Taotao Feng: I think the music generated by AI feels very similar to the original song, but the actual difference is still quite obvious. Especially if you have listened to Bach's original music, you will find that the beginning part is very shocking. This sense of shock is strongest when listened to in a church or a wide space.
Taotao Feng: Let’s only compare the beginning of . The shocking feeling at the beginning of Bach's music and the subsequent clarity of each part are difficult to directly achieve with AI's current training methods. What I want to emphasize most is that the first impression of the music generated by AI is quite different from the original music. Bach's music is very clear in the processing of voices, while the AI-generated music seems a bit vague in this regard.
In fugue music, it is a very obvious feature that two voices echo each other. First, the first voice proposes a theme, and the second voice repeats the theme, forming a dialogue effect. In fugue writing, the same melody is repeated in different parts with variations, but even during the variations, the listener can still recognize that they originate from the same theme.
However, in the music generated by AI just now, the echo between the voices and the consistency of the theme are not obvious, and can be said to be quite vague. To me, the music generated by ai sounds muddled, with the various parts of the sound stuck together. Although the sound of the pipe organ and the existence of two voices can be recognized, they lack a clear theme and rigorous logic, which is something that AI has not yet been able to achieve in .
"Silicon Valley 101": The logic of fugue music is very rigorous. Does this mean that it is more suitable for AI generation? Because AI is good at handling logical and formulaic tasks.
roger: Research in the field of ai music has indeed been going on for many years, including fugue music. Bach's music scores are easy to find online, and AI can use these logical music data for modeling. At the symbolic level, AI has been able to simulate fugue music very well, including themes and variations.
However, current end-to-end generation systems, such as suno, are not specifically designed to generate fugue music. The effect generated by the AI depends on its training data. If the AI has only heard one fugue track, it may not learn well. In AI music generation, AI systems that are biased toward logical reasoning may perform better when processing music such as fugue music.

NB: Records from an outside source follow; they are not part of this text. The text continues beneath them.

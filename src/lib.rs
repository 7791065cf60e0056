//! Bamboo Bank: a once-a-day bilingual inspiration message pushed over LINE.

pub mod compose;
pub mod config;
pub mod content;
pub mod dispatch;
pub mod ledger;
pub mod line;
pub mod model;
pub mod retry;
pub mod server;
pub mod webhook;
//! Environment-driven configuration and the startup validation gate.
use once_cell::sync::Lazy;
use regex::Regex;
use reqwest::Url;
use std::fmt;
use thiserror::Error;

pub const LINE_CHANNEL_ACCESS_TOKEN: &str = "LINE_CHANNEL_ACCESS_TOKEN";
pub const LINE_CHANNEL_SECRET: &str = "LINE_CHANNEL_SECRET";
pub const LINE_USER_IDS: &str = "LINE_USER_IDS";
/// Single-recipient spelling accepted when `LINE_USER_IDS` is unset.
pub const LINE_USER_ID: &str = "LINE_USER_ID";
pub const UPSTASH_REDIS_REST_URL: &str = "UPSTASH_REDIS_REST_URL";
pub const UPSTASH_REDIS_REST_TOKEN: &str = "UPSTASH_REDIS_REST_TOKEN";

/// Required settings, in the order they are reported when missing.
pub const REQUIRED_VARS: [&str; 5] = [
    LINE_CHANNEL_ACCESS_TOKEN,
    LINE_CHANNEL_SECRET,
    LINE_USER_IDS,
    UPSTASH_REDIS_REST_URL,
    UPSTASH_REDIS_REST_TOKEN,
];

static RECIPIENT_SEPARATOR: Lazy<Regex> =
    Lazy::new(|| Regex::new(r"[,;\s]+").expect("valid recipient separator regex"));

#[derive(Debug, Error, PartialEq, Eq)]
pub enum ConfigError {
    #[error("Missing required environment variables: {}", describe_missing(.0))]
    Missing(Vec<&'static str>),
    #[error("Invalid configuration: {0}")]
    Invalid(String),
}

/// Validated process configuration. Fixed for the process lifetime.
#[derive(Clone, PartialEq, Eq)]
pub struct Config {
    pub line: Line,
    pub upstash: Upstash,
}

/// Messaging API credentials and the recipient list.
#[derive(Clone, PartialEq, Eq)]
pub struct Line {
    pub channel_access_token: String,
    pub channel_secret: String,
    pub recipients: Vec<String>,
}

/// Day ledger endpoint.
#[derive(Clone, PartialEq, Eq)]
pub struct Upstash {
    pub rest_url: Url,
    pub rest_token: String,
}

impl fmt::Debug for Config {
    fn fmt(&self, f: &mut fmt::Formatter<'_>) -> fmt::Result {
        f.debug_struct("Config")
            .field("recipients", &self.line.recipients.len())
            .field("ledger_url", &self.upstash.rest_url.as_str())
            .finish_non_exhaustive()
    }
}

impl Config {
    /// Read the configuration from the process environment.
    pub fn from_env() -> Result<Self, ConfigError> {
        Self::from_lookup(|name| std::env::var(name).ok())
    }

    /// Build a configuration from an arbitrary variable source.
    pub fn from_lookup<F>(lookup: F) -> Result<Self, ConfigError>
    where
        F: Fn(&str) -> Option<String>,
    {
        let missing = missing_vars(&lookup);
        if !missing.is_empty() {
            return Err(ConfigError::Missing(missing));
        }

        let value = |name: &str| non_empty(&lookup, name).unwrap_or_default();
        let raw_url = value(UPSTASH_REDIS_REST_URL);
        let rest_url = Url::parse(raw_url.trim())
            .map_err(|e| ConfigError::Invalid(format!("{UPSTASH_REDIS_REST_URL}: {e}")))?;

        let recipients = parse_recipients(&recipient_source(&lookup).unwrap_or_default());
        if recipients.is_empty() {
            return Err(ConfigError::Missing(vec![LINE_USER_IDS]));
        }

        Ok(Self {
            line: Line {
                channel_access_token: value(LINE_CHANNEL_ACCESS_TOKEN),
                channel_secret: value(LINE_CHANNEL_SECRET),
                recipients,
            },
            upstash: Upstash {
                rest_url,
                rest_token: value(UPSTASH_REDIS_REST_TOKEN),
            },
        })
    }
}

/// Names of every required setting that is absent or blank.
pub fn missing_vars<F>(lookup: F) -> Vec<&'static str>
where
    F: Fn(&str) -> Option<String>,
{
    REQUIRED_VARS
        .iter()
        .copied()
        .filter(|name| {
            if *name == LINE_USER_IDS {
                recipient_source(&lookup).is_none()
            } else {
                non_empty(&lookup, name).is_none()
            }
        })
        .collect()
}

fn describe_missing(names: &[&str]) -> String {
    names
        .iter()
        .map(|name| {
            if *name == LINE_USER_IDS {
                format!("{LINE_USER_IDS} (or {LINE_USER_ID})")
            } else {
                name.to_string()
            }
        })
        .collect::<Vec<_>>()
        .join(", ")
}

/// Split a recipient list on commas, semicolons or whitespace, dropping
/// blanks and repeated ids while keeping first-seen order.
pub fn parse_recipients(raw: &str) -> Vec<String> {
    let mut out: Vec<String> = Vec::new();
    for id in RECIPIENT_SEPARATOR.split(raw) {
        if id.is_empty() || out.iter().any(|seen| seen == id) {
            continue;
        }
        out.push(id.to_string());
    }
    out
}

fn recipient_source<F>(lookup: &F) -> Option<String>
where
    F: Fn(&str) -> Option<String>,
{
    non_empty(lookup, LINE_USER_IDS).or_else(|| non_empty(lookup, LINE_USER_ID))
}

fn non_empty<F>(lookup: &F, name: &str) -> Option<String>
where
    F: Fn(&str) -> Option<String>,
{
    lookup(name).filter(|v| !v.trim().is_empty())
}
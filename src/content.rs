//! Read-only quote and deed collections.
use serde::Deserialize;
use std::fs;
use std::path::Path;
use thiserror::Error;

use crate::model::{Deed, Quote};

const BUILTIN_CONTENT: &str = include_str!("../data/content.yaml");

#[derive(Debug, Error)]
pub enum ContentError {
    #[error("I/O error: {0}")]
    Io(#[from] std::io::Error),
    #[error("content parse error: {0}")]
    Parse(#[from] serde_yaml::Error),
    #[error("content has no {0}")]
    Empty(&'static str),
}

#[derive(Debug, Clone, Deserialize, PartialEq, Eq)]
pub struct ContentStore {
    quotes: Vec<Quote>,
    deeds: Vec<Deed>,
}

impl ContentStore {
    pub fn new(quotes: Vec<Quote>, deeds: Vec<Deed>) -> Result<Self, ContentError> {
        let store = Self { quotes, deeds };
        store.validate()?;
        Ok(store)
    }

    /// Content bundled into the binary from `data/content.yaml`.
    pub fn builtin() -> Result<Self, ContentError> {
        Self::parse(BUILTIN_CONTENT)
    }

    /// Load a YAML (or JSON) content file with `quotes` and `deeds` lists.
    pub fn load(path: &Path) -> Result<Self, ContentError> {
        let raw = fs::read_to_string(path)?;
        Self::parse(&raw)
    }

    /// `path` when given, otherwise the bundled content.
    pub fn load_or_builtin(path: Option<&Path>) -> Result<Self, ContentError> {
        match path {
            Some(path) => Self::load(path),
            None => Self::builtin(),
        }
    }

    pub fn parse(raw: &str) -> Result<Self, ContentError> {
        let store: ContentStore = serde_yaml::from_str(raw)?;
        store.validate()?;
        Ok(store)
    }

    fn validate(&self) -> Result<(), ContentError> {
        if self.quotes.is_empty() {
            return Err(ContentError::Empty("quotes"));
        }
        if self.deeds.is_empty() {
            return Err(ContentError::Empty("deeds"));
        }
        Ok(())
    }

    pub fn quotes(&self) -> &[Quote] {
        &self.quotes
    }

    pub fn deeds(&self) -> &[Deed] {
        &self.deeds
    }

    /// Quote and deed for the given day, each rotating independently.
    pub fn pick(&self, day_count: i64) -> (&Quote, &Deed) {
        let quote = &self.quotes[rotation_index(day_count, self.quotes.len())];
        let deed = &self.deeds[rotation_index(day_count, self.deeds.len())];
        (quote, deed)
    }
}

/// `(day_count - 1) mod len`, always in `0..len`. Day 1 maps to 0; zero and
/// negative counts wrap from the end rather than panicking.
pub fn rotation_index(day_count: i64, len: usize) -> usize {
    debug_assert!(len > 0, "rotation over an empty collection");
    let len = len as i64;
    (day_count.wrapping_sub(1)).rem_euclid(len) as usize
}
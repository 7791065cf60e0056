//! Day ledger: the remote key-value store holding the daily sent-marker and
//! the dispatch counter.
//!
//! Callers rely on the store's native primitives for atomicity:
//! - `set_if_absent` must be a single conditional write (`SET NX EX`);
//! - `incr` must be a single atomic increment (`INCR`).
//!
//! No implementation may emulate either with a read followed by a write.

use anyhow::Result;
use async_trait::async_trait;

pub mod memory;
pub mod upstash;

pub use memory::MemoryLedger;
pub use upstash::UpstashLedger;

/// Key of the dispatch counter.
pub const DAY_COUNT_KEY: &str = "dayCount";
/// Lifetime of a daily sent-marker (48 hours).
pub const SENT_MARKER_TTL_SECS: u64 = 172_800;

/// Key of the sent-marker for a calendar date rendered as `YYYY-MM-DD`.
pub fn sent_marker_key(date: &str) -> String {
    format!("sent:{date}")
}

#[async_trait]
pub trait DayLedger: Send + Sync {
    /// Set `key` only if it is absent. Returns `true` when this call created it.
    async fn set_if_absent(&self, key: &str, value: &str, ttl_secs: u64) -> Result<bool>;

    /// Atomically increment `key` and return the new value. Absent keys start at 0.
    async fn incr(&self, key: &str) -> Result<i64>;

    /// Plain read without side effects.
    async fn get(&self, key: &str) -> Result<Option<String>>;
}
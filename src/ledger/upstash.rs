use anyhow::{anyhow, Context, Result};
use async_trait::async_trait;
use reqwest::{Client, Url};
use serde::Deserialize;
use serde_json::Value;
use std::fmt;
use std::time::Duration;
use tracing::{debug, instrument, warn};

use super::DayLedger;

/// Upstash Redis over its REST interface: one POST of a JSON command array
/// per primitive.
#[derive(Clone)]
pub struct UpstashLedger {
    http: Client,
    base_url: Url,
    token: String,
}

impl fmt::Debug for UpstashLedger {
    fn fmt(&self, f: &mut fmt::Formatter<'_>) -> fmt::Result {
        f.debug_struct("UpstashLedger")
            .field("base_url", &self.base_url)
            .finish_non_exhaustive()
    }
}

#[derive(Debug, Deserialize)]
struct CommandResponse {
    #[serde(default)]
    result: Value,
    #[serde(default)]
    error: Option<String>,
}

impl UpstashLedger {
    pub fn new(base_url: Url, token: String) -> Result<Self> {
        let http = Client::builder()
            .user_agent("bamboo-bank/0.1")
            .timeout(Duration::from_secs(10))
            .build()
            .context("failed to build ledger HTTP client")?;
        Ok(Self {
            http,
            base_url,
            token,
        })
    }

    pub fn build_request(&self, command: &[String]) -> Result<reqwest::Request> {
        self.http
            .post(self.base_url.clone())
            .bearer_auth(&self.token)
            .json(command)
            .build()
            .context("failed to build ledger request")
    }

    async fn execute(&self, command: Vec<String>) -> Result<Value> {
        let name = command.first().cloned().unwrap_or_default();
        let request = self.build_request(&command)?;
        let res = self
            .http
            .execute(request)
            .await
            .with_context(|| format!("failed to reach ledger for {name}"))?;
        let status = res.status();
        let body = res.text().await.context("failed to read ledger response")?;
        debug!(command = %name, %status, "ledger response");

        let parsed: Option<CommandResponse> = serde_json::from_str(&body).ok();
        if let Some(msg) = parsed.as_ref().and_then(|p| p.error.as_deref()) {
            warn!(command = %name, %status, error = msg, "ledger command rejected");
            return Err(anyhow!("ledger {name} failed: {msg}"));
        }
        if !status.is_success() {
            return Err(anyhow!("ledger {name} failed with {status}: {body}"));
        }
        parsed
            .map(|p| p.result)
            .ok_or_else(|| anyhow!("invalid ledger response for {name}: {body}"))
    }
}

#[async_trait]
impl DayLedger for UpstashLedger {
    #[instrument(skip(self, value))]
    async fn set_if_absent(&self, key: &str, value: &str, ttl_secs: u64) -> Result<bool> {
        let result = self
            .execute(vec![
                "SET".into(),
                key.into(),
                value.into(),
                "NX".into(),
                "EX".into(),
                ttl_secs.to_string(),
            ])
            .await?;
        parse_set_result(&result)
    }

    #[instrument(skip(self))]
    async fn incr(&self, key: &str) -> Result<i64> {
        let result = self.execute(vec!["INCR".into(), key.into()]).await?;
        parse_incr_result(&result)
    }

    #[instrument(skip(self))]
    async fn get(&self, key: &str) -> Result<Option<String>> {
        let result = self.execute(vec!["GET".into(), key.into()]).await?;
        parse_get_result(&result)
    }
}

/// `SET .. NX` replies `OK` when the key was written and nil when it existed.
pub fn parse_set_result(result: &Value) -> Result<bool> {
    match result {
        Value::String(s) if s == "OK" => Ok(true),
        Value::Null => Ok(false),
        other => Err(anyhow!("unexpected SET reply: {other}")),
    }
}

pub fn parse_incr_result(result: &Value) -> Result<i64> {
    result
        .as_i64()
        .ok_or_else(|| anyhow!("unexpected INCR reply: {result}"))
}

pub fn parse_get_result(result: &Value) -> Result<Option<String>> {
    match result {
        Value::Null => Ok(None),
        Value::String(s) => Ok(Some(s.clone())),
        Value::Number(n) => Ok(Some(n.to_string())),
        other => Err(anyhow!("unexpected GET reply: {other}")),
    }
}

04 The creativity of creators is wide open: adding a random number mechanism to music
"Silicon Valley 101": Teacher Feng, as a professional musician, do you have any special questions about using AI to create music?
Taotao Feng: We usually think that great composers create by inspiration, but I think music may have more to do with cognitive science. All emotions and thoughts are ultimately boiled down to electrical signals or chemicals.
Why do some music make people feel happy while others feel sad? AI has many intersections with music disciplines in the music research process and can conduct many interesting studies.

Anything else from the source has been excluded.